INFORMATION SUPPLIED below:

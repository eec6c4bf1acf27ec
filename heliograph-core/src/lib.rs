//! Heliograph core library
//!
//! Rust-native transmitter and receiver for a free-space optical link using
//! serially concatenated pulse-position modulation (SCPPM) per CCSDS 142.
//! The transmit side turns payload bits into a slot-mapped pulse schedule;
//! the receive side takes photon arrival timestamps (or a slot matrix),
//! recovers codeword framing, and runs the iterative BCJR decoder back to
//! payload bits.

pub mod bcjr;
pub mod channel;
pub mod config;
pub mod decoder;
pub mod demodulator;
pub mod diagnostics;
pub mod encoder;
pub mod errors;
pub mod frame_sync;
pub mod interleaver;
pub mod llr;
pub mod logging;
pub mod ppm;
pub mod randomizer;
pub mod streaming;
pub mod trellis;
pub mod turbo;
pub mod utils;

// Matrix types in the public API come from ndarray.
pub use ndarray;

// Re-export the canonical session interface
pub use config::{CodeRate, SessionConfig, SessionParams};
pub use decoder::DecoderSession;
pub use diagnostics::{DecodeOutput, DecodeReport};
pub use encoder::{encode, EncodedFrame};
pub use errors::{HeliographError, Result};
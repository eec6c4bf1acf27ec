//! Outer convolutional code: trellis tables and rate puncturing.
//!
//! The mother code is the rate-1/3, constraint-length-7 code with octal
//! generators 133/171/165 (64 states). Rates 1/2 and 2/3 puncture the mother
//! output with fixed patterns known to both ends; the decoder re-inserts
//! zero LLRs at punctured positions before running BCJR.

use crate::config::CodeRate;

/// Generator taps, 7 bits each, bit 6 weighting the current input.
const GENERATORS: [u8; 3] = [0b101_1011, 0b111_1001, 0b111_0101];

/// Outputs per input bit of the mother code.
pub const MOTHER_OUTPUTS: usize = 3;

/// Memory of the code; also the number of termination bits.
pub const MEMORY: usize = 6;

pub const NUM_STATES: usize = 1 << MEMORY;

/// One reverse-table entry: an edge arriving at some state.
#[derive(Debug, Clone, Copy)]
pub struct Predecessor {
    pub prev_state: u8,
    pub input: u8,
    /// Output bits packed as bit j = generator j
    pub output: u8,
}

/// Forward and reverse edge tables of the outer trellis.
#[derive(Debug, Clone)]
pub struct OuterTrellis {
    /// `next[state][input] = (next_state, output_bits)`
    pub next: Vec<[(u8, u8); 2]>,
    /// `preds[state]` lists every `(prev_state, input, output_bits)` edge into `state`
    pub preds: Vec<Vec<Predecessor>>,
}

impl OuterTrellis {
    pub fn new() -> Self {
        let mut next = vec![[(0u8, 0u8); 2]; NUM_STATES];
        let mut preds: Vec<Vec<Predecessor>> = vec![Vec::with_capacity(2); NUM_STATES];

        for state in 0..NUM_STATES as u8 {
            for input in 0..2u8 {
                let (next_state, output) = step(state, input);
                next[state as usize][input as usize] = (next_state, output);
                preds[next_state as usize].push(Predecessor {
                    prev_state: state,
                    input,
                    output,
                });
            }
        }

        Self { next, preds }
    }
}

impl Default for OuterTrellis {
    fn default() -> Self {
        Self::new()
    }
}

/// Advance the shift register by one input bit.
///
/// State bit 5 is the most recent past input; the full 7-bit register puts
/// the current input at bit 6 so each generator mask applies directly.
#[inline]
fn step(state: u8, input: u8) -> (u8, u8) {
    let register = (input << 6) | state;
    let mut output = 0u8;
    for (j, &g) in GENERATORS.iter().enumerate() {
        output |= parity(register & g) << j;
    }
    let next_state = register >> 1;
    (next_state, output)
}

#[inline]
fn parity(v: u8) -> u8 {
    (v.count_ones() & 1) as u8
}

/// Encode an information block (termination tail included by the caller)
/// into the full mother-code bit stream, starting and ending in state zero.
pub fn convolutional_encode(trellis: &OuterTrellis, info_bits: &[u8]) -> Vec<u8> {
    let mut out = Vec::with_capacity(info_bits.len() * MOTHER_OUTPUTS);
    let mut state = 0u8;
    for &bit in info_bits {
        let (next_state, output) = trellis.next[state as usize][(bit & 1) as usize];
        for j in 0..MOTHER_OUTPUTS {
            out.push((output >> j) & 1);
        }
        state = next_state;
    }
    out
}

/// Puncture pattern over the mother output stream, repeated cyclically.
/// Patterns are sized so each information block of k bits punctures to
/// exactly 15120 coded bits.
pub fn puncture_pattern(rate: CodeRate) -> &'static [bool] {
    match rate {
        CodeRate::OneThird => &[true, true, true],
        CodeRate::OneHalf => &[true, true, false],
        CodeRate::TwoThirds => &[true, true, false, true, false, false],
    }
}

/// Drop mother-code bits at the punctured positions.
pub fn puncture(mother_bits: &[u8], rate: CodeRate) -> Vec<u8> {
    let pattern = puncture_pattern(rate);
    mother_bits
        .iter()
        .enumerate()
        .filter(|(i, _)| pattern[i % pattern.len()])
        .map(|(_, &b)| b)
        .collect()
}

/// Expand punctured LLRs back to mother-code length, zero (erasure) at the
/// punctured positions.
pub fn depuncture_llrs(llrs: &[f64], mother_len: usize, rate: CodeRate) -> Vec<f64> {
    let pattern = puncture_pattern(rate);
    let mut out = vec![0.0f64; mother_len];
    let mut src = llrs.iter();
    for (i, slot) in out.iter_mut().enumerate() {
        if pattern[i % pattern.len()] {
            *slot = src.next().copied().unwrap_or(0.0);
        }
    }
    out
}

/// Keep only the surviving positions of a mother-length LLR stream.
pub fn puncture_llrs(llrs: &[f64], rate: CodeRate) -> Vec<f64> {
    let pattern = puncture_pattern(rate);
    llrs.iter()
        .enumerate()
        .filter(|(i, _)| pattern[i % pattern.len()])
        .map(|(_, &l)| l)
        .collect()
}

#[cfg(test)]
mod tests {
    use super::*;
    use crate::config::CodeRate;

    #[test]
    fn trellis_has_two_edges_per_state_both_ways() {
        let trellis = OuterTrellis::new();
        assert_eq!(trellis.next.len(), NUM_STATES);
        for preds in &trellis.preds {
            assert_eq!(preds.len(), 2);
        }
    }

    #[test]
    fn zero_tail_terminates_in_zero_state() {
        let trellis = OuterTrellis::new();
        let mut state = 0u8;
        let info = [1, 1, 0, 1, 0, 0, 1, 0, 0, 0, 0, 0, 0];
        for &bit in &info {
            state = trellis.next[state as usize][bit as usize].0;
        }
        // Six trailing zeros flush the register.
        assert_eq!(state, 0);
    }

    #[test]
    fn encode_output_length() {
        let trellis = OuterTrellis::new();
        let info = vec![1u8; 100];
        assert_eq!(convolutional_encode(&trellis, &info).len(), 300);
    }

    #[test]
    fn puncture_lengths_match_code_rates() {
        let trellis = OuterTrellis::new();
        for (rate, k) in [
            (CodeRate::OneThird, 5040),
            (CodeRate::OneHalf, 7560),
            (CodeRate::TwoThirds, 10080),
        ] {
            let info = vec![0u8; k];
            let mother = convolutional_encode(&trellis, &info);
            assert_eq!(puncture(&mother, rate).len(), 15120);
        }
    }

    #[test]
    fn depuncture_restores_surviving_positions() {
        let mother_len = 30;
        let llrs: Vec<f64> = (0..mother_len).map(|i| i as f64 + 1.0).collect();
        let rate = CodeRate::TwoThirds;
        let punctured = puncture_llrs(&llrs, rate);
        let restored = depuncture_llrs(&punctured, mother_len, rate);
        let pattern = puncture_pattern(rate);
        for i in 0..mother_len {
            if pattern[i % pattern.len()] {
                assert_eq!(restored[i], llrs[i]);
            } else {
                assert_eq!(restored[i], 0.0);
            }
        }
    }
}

End of INFORMATION SUPPLIED.

**WORK INSTRUCTION**
Retyping every line above exactly is all that is needed.

**RESULT OF THIS TASK**
repository eec6c4bf1acf27ec
filename heliograph-core/src/lib.rs
//! Heliograph core library
//!
//! Rust-native transmitter and receiver for a free-space optical link using
//! serially concatenated pulse-position modulation (SCPPM) per CCSDS 142.
//! The transmit side turns payload bits into a slot-mapped pulse schedule;
//! the receive side takes photon arrival timestamps (or a slot matrix),
//! recovers codeword framing, and runs the iterative BCJR decoder back to
//! payload bits.

pub mod bcjr;
pub mod channel;
pub mod config;
pub mod decoder;
pub mod demodulator;
pub mod diagnostics;
pub mod encoder;
pub mod errors;
pub mod frame_sync;
pub mod interleaver;
pub mod llr;
pub mod logging;
pub mod ppm;
pub mod randomizer;
pub mod streaming;
pub mod trellis;
pub mod turbo;
pub mod utils;

// Matrix types in the public API come from ndarray.
pub use ndarray;

// Re-export the canonical session interface
pub use config::{CodeRate, SessionConfig, SessionParams};
pub use decoder::DecoderSession;
pub use diagnostics::{DecodeOutput, DecodeReport};
pub use encoder::{encode, EncodedFrame};
pub use errors::{HeliographError, Result};
repository eec6c4bf1acf27ec
//! Outer convolutional code: trellis tables and rate puncturing.
//!
//! The mother code is the rate-1/3, constraint-length-7 code with octal
//! generators 133/171/165 (64 states). Rates 1/2 and 2/3 puncture the mother
//! output with fixed patterns known to both ends; the decoder re-inserts
//! zero LLRs at punctured positions before running BCJR.

use crate::config::CodeRate;

/// Generator taps, 7 bits each, bit 6 weighting the current input.
const GENERATORS: [u8; 3] = [0b101_1011, 0b111_1001, 0b111_0101];

/// Outputs per input bit of the mother code.
pub const MOTHER_OUTPUTS: usize = 3;

/// Memory of the code; also the number of termination bits.
pub const MEMORY: usize = 6;

pub const NUM_STATES: usize = 1 << MEMORY;

/// One reverse-table entry: an edge arriving at some state.
#[derive(Debug, Clone, Copy)]
pub struct Predecessor {
    pub prev_state: u8,
    pub input: u8,
    /// Output bits packed as bit j = generator j
    pub output: u8,
}

/// Forward and reverse edge tables of the outer trellis.
#[derive(Debug, Clone)]
pub struct OuterTrellis {
    /// `next[state][input] = (next_state, output_bits)`
    pub next: Vec<[(u8, u8); 2]>,
    /// `preds[state]` lists every `(prev_state, input, output_bits)` edge into `state`
    pub preds: Vec<Vec<Predecessor>>,
}

impl OuterTrellis {
    pub fn new() -> Self {
        let mut next = vec![[(0u8, 0u8); 2]; NUM_STATES];
        let mut preds: Vec<Vec<Predecessor>> = vec![Vec::with_capacity(2); NUM_STATES];

        for state in 0..NUM_STATES as u8 {
            for input in 0..2u8 {
                let (next_state, output) = step(state, input);
                next[state as usize][input as usize] = (next_state, output);
                preds[next_state as usize].push(Predecessor {
                    prev_state: state,
                    input,
                    output,
                });
            }
        }

        Self { next, preds }
    }
}

impl Default for OuterTrellis {
    fn default() -> Self {
        Self::new()
    }
}

/// Advance the shift register by one input bit.
///
/// State bit 5 is the most recent past input; the full 7-bit register puts
/// the current input at bit 6 so each generator mask applies directly.
#[inline]
fn step(state: u8, input: u8) -> (u8, u8) {
    let register = (input << 6) | state;
    let mut output = 0u8;
    for (j, &g) in GENERATORS.iter().enumerate() {
        output |= parity(register & g) << j;
    }
    let next_state = register >> 1;
    (next_state, output)
}

#[inline]
fn parity(v: u8) -> u8 {
    (v.count_ones() & 1) as u8
}

/// Encode an information block (termination tail included by the caller)
/// into the full mother-code bit stream, starting and ending in state zero.
pub fn convolutional_encode(trellis: &OuterTrellis, info_bits: &[u8]) -> Vec<u8> {
    let mut out = Vec::with_capacity(info_bits.len() * MOTHER_OUTPUTS);
    let mut state = 0u8;
    for &bit in info_bits {
        let (next_state, output) = trellis.next[state as usize][(bit & 1) as usize];
        for j in 0..MOTHER_OUTPUTS {
            out.push((output >> j) & 1);
        }
        state = next_state;
    }
    out
}

/// Puncture pattern over the mother output stream, repeated cyclically.
/// Patterns are sized so each information block of k bits punctures to
/// exactly 15120 coded bits.
pub fn puncture_pattern(rate: CodeRate) -> &'static [bool] {
    match rate {
        CodeRate::OneThird => &[true, true, true],
        CodeRate::OneHalf => &[true, true, false],
        CodeRate::TwoThirds => &[true, true, false, true, false, false],
    }
}

/// Drop mother-code bits at the punctured positions.
pub fn puncture(mother_bits: &[u8], rate: CodeRate) -> Vec<u8> {
    let pattern = puncture_pattern(rate);
    mother_bits
        .iter()
        .enumerate()
        .filter(|(i, _)| pattern[i % pattern.len()])
        .map(|(_, &b)| b)
        .collect()
}

/// Expand punctured LLRs back to mother-code length, zero (erasure) at the
/// punctured positions.
pub fn depuncture_llrs(llrs: &[f64], mother_len: usize, rate: CodeRate) -> Vec<f64> {
    let pattern = puncture_pattern(rate);
    let mut out = vec![0.0f64; mother_len];
    let mut src = llrs.iter();
    for (i, slot) in out.iter_mut().enumerate() {
        if pattern[i % pattern.len()] {
            *slot = src.next().copied().unwrap_or(0.0);
        }
    }
    out
}

/// Keep only the surviving positions of a mother-length LLR stream.
pub fn puncture_llrs(llrs: &[f64], rate: CodeRate) -> Vec<f64> {
    let pattern = puncture_pattern(rate);
    llrs.iter()
        .enumerate()
        .filter(|(i, _)| pattern[i % pattern.len()])
        .map(|(_, &l)| l)
        .collect()
}

#[cfg(test)]
mod tests {
    use super::*;
    use crate::config::CodeRate;

    #[test]
    fn trellis_has_two_edges_per_state_both_ways() {
        let trellis = OuterTrellis::new();
        assert_eq!(trellis.next.len(), NUM_STATES);
        for preds in &trellis.preds {
            assert_eq!(preds.len(), 2);
        }
    }

    #[test]
    fn zero_tail_terminates_in_zero_state() {
        let trellis = OuterTrellis::new();
        let mut state = 0u8;
        let info = [1, 1, 0, 1, 0, 0, 1, 0, 0, 0, 0, 0, 0];
        for &bit in &info {
            state = trellis.next[state as usize][bit as usize].0;
        }
        // Six trailing zeros flush the register.
        assert_eq!(state, 0);
    }

    #[test]
    fn encode_output_length() {
        let trellis = OuterTrellis::new();
        let info = vec![1u8; 100];
        assert_eq!(convolutional_encode(&trellis, &info).len(), 300);
    }

    #[test]
    fn puncture_lengths_match_code_rates() {
        let trellis = OuterTrellis::new();
        for (rate, k) in [
            (CodeRate::OneThird, 5040),
            (CodeRate::OneHalf, 7560),
            (CodeRate::TwoThirds, 10080),
        ] {
            let info = vec![0u8; k];
            let mother = convolutional_encode(&trellis, &info);
            assert_eq!(puncture(&mother, rate).len(), 15120);
        }
    }

    #[test]
    fn depuncture_restores_surviving_positions() {
        let mother_len = 30;
        let llrs: Vec<f64> = (0..mother_len).map(|i| i as f64 + 1.0).collect();
        let rate = CodeRate::TwoThirds;
        let punctured = puncture_llrs(&llrs, rate);
        let restored = depuncture_llrs(&punctured, mother_len, rate);
        let pattern = puncture_pattern(rate);
        for i in 0..mother_len {
            if pattern[i % pattern.len()] {
                assert_eq!(restored[i], llrs[i]);
            } else {
                assert_eq!(restored[i], 0.0);
            }
        }
    }
}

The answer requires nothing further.